No monkeying around - Tim Roth, who plays the ape military leader Thade, takes hold of Mark Walhberg, who plays Leo in Tim Burton's "reimagining" of the 1968 Charlton Heston classic "The Planet of the Apes." The film is in theaters now.

By Adam Pugh

Arizona Summer Wildcat

Grade: B-

Remakes don't usually make the word "originality" come to mind.

Tim Burton's "reimagining" of Pierre Boulle's novel "Planet of the Apes," however, is full of new ideas and way better effects than any of the previous film adaptions, including the 1968 classic. Finally, a director has taken an original story line and not messed it up. Instead Burton takes the idea and made a new plot and setting for the characters - add a few tons of make-up and special effects and you will have a movie that blows you out of your seat.

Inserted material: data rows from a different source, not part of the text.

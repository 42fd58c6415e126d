//! API request and response types.

pub mod execution;
pub mod health;
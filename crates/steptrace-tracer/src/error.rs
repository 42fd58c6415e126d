use thiserror::Error;

/// Failures of the tracing machinery itself, as opposed to faults of the
/// traced program (those end up inside the Trace).
#[derive(Debug, Error)]
pub enum TracerError {
    #[error("could not start tracing session: {0}")]
    Spawn(#[source] std::io::Error),

    #[error("tracing session panicked: {0}")]
    Panicked(String),
}
//! Execution tracer.
//!
//! Runs a program and records a [`Step`] immediately before every source line
//! executes: the line, its text, the innermost frame's locals, the data
//! structures detected among them and the call stack. The result is a
//! [`Trace`] in the JSON schema the visualizer replays.
//!
//! ```
//! let trace = steptrace_tracer::trace("x = 1\ny = x + 1\n", &[]);
//! let lines: Vec<u32> = trace.steps().map(|step| step.line).collect();
//! assert_eq!(lines, vec![1, 2]);
//! ```

pub mod config;
pub mod controller;
pub mod detect;
pub mod error;
pub mod guard;
pub mod request;
pub mod schema;
pub mod snapshot;

// Re-export commonly used types
pub use config::TracerConfig;
pub use controller::{TraceOutcome, Tracer};
pub use error::TracerError;
pub use request::TraceRequest;
pub use schema::{Edge, Fault, FrameInfo, GraphData, Step, Structure, Trace, TraceEntry};

/// Languages with a tracing back end.
pub const SUPPORTED_LANGUAGES: &[&str] = &["python"];

/// Traces `source` with the default configuration.
pub fn trace(source: &str, inputs: &[serde_json::Value]) -> Trace {
    Tracer::default().trace(source, inputs).trace
}

/// Dispatches to the back end for `language` (case-insensitive).
pub fn trace_for_language(language: &str, source: &str, inputs: &[serde_json::Value]) -> Trace {
    if is_supported(language) {
        trace(source, inputs)
    } else {
        Trace::failed(format!("language '{language}' is not supported for tracing"))
    }
}

pub fn is_supported(language: &str) -> bool {
    SUPPORTED_LANGUAGES
        .iter()
        .any(|name| name.eq_ignore_ascii_case(language))
}
//! Tree-walking interpreter for the traced language.
//!
//! # Architecture
//!
//! [`Interpreter`] executes a parsed [`Module`] straight from the AST. Its state
//! is a stack of [`Frame`]s (the module body, one per active function or lambda
//! call, one per class body being executed), the module globals, and the
//! captured `print` output.
//!
//! - `exec` runs statements; `return`/`break`/`continue` travel up as a
//!   [`Flow`] value, exceptions as `Err`.
//! - `eval` evaluates expressions, assignments and comprehensions.
//! - `call` binds arguments and runs functions, classes and native methods.
//! - `ops` implements operators, comparison and truthiness, dispatching to
//!   dunder methods on instances.
//! - `subscript` implements indexing and slicing.
//!
//! Immediately before a source line runs, the interpreter calls the borrowed
//! [`LineHook`] with a view of the whole frame stack.

mod call;
mod eval;
mod exec;
mod ops;
mod subscript;

use std::collections::{HashMap, HashSet, VecDeque};
use std::rc::Rc;

use steptrace_syntax::ast::Module;

use crate::builtins;
use crate::error::{raise, ExcKind, Exception, RtResult, TracebackEntry};
use crate::hook::{LineContext, LineHook};
use crate::scope::ScopeInfo;
use crate::value::{
    new_scope, Bindings, ClassBase, Cursor, DictKind, Env, ExceptionObj, Function, FunctionCode,
    Method, Module as ModuleObj, Name, Scope, Value,
};

pub use call::Args;
pub(crate) use exec::Flow;

/// Configuration for the interpreter.
#[derive(Debug, Clone)]
pub struct InterpreterConfig {
    /// Maximum number of active frames, the module frame included.
    /// Default: 256. `sys.setrecursionlimit` may lower it but never raise it.
    pub max_recursion_depth: usize,
    /// How the program identifies itself in tracebacks and to line hooks.
    pub source_id: String,
}

impl Default for InterpreterConfig {
    fn default() -> Self {
        InterpreterConfig {
            max_recursion_depth: 256,
            source_id: "<string>".to_string(),
        }
    }
}

#[derive(Debug, Clone, Copy, PartialEq, Eq)]
pub(crate) enum FrameKind {
    Module,
    Function,
    Class,
}

/// One activation on the interpreter's frame stack.
pub(crate) struct Frame {
    pub name: Name,
    /// The line most recently reported for this frame.
    pub line: u32,
    pub kind: FrameKind,
    /// For the module frame this is the globals scope itself.
    pub locals: Scope,
    /// Enclosing function scopes visible to this frame.
    pub env: Option<Rc<Env>>,
    pub info: Rc<ScopeInfo>,
    /// Scopes of comprehensions currently running in this frame, innermost
    /// last. Comprehensions run inline and get no frame of their own.
    pub comp_scopes: Vec<Scope>,
    pub function: Option<Rc<Function>>,
}

/// Executes one program. Each instance owns all of its state; nothing is
/// shared between interpreters.
pub struct Interpreter<'h> {
    config: InterpreterConfig,
    hook: &'h mut dyn LineHook,
    globals: Scope,
    /// Never empty: the module frame is pushed on creation and never popped.
    frames: Vec<Frame>,
    output: String,
    inputs: VecDeque<Value>,
    scope_cache: HashMap<usize, Rc<ScopeInfo>>,
    modules: HashMap<&'static str, Rc<ModuleObj>>,
    /// Exceptions whose `except` clause is currently running, for bare
    /// `raise`.
    handling: Vec<Rc<ExceptionObj>>,
    recursion_limit: usize,
}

The story is by now familiar - Mark Wahlberg's Leo, after losing touch with his mother ship, crash lands on an unknown planet - a planet filled with apes. And in an evolutionary twist, here apes are king and humans are nothing but animals to be caged. Marky Mark, of all people, has the daunting task of freeing them from their bondage.

The dialogue is pretty much Walhberg saying "Hey, the monkeys talk!" which is funny, but you would think by now he would have seen the five previous "Ape" movies.

So while Walhberg goes through the typical action-hero motions, Burton's more ape-ish characters are classic and unforgettable. Michael Clarke Duncan's size and growling voice made his primate creation especially noteworthy. Tim Roth's performance, as the general of the hairy army truly stands out in the film, enhanced by a really awkward swagger and bad attitude.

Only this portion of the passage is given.